Provided information:
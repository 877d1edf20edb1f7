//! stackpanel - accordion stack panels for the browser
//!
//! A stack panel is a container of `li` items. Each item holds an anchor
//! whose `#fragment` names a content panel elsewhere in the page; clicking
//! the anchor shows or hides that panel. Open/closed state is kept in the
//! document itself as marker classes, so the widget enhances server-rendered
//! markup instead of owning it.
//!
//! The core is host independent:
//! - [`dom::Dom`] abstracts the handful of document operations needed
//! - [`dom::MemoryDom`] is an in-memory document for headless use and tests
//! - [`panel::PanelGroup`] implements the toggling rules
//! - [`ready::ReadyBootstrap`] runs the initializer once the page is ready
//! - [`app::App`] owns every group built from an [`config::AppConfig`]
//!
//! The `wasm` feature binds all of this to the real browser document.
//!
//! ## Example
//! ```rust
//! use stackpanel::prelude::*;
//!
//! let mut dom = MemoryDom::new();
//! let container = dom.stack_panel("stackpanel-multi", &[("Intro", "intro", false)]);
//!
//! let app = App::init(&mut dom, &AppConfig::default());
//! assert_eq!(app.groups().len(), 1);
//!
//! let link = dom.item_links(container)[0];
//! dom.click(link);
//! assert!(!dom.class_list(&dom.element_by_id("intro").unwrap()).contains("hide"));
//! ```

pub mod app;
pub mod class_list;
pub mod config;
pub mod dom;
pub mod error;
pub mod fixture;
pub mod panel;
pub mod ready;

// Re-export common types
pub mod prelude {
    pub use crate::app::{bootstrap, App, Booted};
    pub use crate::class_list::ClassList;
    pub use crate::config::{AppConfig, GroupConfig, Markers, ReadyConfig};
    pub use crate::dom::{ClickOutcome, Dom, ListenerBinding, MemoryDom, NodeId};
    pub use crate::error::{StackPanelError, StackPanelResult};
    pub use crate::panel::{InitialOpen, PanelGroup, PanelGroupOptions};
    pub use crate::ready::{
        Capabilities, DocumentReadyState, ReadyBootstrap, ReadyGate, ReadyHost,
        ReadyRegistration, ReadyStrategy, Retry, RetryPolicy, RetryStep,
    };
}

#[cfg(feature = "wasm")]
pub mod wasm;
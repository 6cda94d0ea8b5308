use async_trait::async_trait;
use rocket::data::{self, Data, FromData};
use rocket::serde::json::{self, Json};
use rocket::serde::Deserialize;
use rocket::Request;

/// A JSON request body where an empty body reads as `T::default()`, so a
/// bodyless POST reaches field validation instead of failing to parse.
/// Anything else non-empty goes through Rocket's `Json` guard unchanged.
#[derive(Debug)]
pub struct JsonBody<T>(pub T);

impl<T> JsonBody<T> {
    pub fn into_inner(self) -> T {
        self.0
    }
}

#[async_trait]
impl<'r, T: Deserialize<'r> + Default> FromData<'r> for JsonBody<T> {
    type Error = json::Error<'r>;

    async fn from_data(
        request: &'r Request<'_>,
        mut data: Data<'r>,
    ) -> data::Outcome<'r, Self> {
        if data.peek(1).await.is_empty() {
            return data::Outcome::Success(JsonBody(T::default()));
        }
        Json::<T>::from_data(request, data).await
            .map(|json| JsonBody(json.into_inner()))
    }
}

* * *

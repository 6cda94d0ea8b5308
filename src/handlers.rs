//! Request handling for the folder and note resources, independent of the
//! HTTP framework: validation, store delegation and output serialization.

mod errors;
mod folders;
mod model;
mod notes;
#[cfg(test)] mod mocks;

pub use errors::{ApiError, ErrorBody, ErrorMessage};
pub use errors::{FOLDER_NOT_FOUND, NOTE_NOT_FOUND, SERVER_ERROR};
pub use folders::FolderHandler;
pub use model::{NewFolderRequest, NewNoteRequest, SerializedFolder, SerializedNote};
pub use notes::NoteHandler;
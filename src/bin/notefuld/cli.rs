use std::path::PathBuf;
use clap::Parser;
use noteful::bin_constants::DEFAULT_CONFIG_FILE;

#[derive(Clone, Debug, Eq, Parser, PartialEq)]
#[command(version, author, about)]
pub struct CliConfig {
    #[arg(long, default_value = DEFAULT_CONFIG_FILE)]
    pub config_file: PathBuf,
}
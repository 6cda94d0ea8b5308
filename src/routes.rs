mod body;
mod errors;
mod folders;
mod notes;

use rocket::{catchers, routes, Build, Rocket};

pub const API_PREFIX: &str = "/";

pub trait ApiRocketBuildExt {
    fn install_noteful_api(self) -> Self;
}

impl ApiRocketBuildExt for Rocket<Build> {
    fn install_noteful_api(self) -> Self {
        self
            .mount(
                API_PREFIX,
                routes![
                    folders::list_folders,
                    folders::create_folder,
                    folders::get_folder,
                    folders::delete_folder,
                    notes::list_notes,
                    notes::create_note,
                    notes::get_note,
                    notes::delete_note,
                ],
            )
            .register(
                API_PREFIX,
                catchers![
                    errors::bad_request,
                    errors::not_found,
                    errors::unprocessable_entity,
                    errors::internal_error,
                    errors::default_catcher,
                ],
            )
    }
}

==

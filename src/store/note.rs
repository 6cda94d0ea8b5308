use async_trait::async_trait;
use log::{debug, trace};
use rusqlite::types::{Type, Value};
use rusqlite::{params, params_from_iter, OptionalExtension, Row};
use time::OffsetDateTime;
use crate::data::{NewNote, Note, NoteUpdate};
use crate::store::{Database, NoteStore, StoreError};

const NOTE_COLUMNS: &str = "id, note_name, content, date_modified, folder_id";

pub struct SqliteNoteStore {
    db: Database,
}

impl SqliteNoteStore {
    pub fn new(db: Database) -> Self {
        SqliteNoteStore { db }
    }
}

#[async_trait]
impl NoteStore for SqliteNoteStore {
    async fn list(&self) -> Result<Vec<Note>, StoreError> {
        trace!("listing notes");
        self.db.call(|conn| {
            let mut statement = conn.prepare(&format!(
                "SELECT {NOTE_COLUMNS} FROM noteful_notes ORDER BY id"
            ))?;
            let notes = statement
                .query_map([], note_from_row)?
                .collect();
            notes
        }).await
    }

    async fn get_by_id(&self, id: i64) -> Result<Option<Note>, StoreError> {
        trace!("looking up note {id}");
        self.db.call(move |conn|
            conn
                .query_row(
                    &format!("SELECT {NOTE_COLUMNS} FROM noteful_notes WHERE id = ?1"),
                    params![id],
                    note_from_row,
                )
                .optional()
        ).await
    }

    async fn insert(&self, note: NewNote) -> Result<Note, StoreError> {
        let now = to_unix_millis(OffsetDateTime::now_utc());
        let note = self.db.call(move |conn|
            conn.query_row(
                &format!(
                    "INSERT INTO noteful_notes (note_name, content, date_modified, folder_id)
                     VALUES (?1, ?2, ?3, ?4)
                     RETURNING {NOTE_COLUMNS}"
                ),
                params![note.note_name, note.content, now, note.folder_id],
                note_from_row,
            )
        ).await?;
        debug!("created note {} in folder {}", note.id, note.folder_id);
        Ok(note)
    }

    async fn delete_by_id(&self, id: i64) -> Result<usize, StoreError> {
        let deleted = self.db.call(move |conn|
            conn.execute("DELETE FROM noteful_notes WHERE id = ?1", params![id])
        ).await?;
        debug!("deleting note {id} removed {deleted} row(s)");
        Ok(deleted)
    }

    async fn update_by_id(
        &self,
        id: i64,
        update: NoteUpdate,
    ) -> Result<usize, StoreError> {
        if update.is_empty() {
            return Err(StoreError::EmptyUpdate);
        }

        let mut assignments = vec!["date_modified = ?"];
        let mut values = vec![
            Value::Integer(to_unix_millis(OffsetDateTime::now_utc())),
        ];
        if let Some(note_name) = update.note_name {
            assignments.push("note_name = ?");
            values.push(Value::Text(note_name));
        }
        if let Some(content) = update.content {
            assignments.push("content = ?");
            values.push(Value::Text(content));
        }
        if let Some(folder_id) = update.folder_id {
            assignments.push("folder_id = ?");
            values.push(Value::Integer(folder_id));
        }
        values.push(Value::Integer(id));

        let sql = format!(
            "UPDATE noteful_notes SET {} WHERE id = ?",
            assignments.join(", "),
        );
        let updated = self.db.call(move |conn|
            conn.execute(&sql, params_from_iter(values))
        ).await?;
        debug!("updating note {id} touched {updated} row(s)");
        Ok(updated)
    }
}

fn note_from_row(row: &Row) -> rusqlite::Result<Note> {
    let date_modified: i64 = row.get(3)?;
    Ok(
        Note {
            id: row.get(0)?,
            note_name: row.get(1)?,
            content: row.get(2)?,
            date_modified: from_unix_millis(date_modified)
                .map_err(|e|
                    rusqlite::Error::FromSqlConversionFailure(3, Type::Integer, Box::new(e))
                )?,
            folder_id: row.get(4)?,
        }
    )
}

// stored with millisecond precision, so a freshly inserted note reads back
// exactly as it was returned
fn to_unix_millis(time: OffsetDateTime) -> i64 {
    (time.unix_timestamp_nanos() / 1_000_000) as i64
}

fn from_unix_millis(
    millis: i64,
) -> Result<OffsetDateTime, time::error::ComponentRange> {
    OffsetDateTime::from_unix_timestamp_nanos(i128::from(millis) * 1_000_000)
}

What is required: Exactly how many lines of the listing hold the word "page"? Give the number with nothing else.

Output for this exercise: 2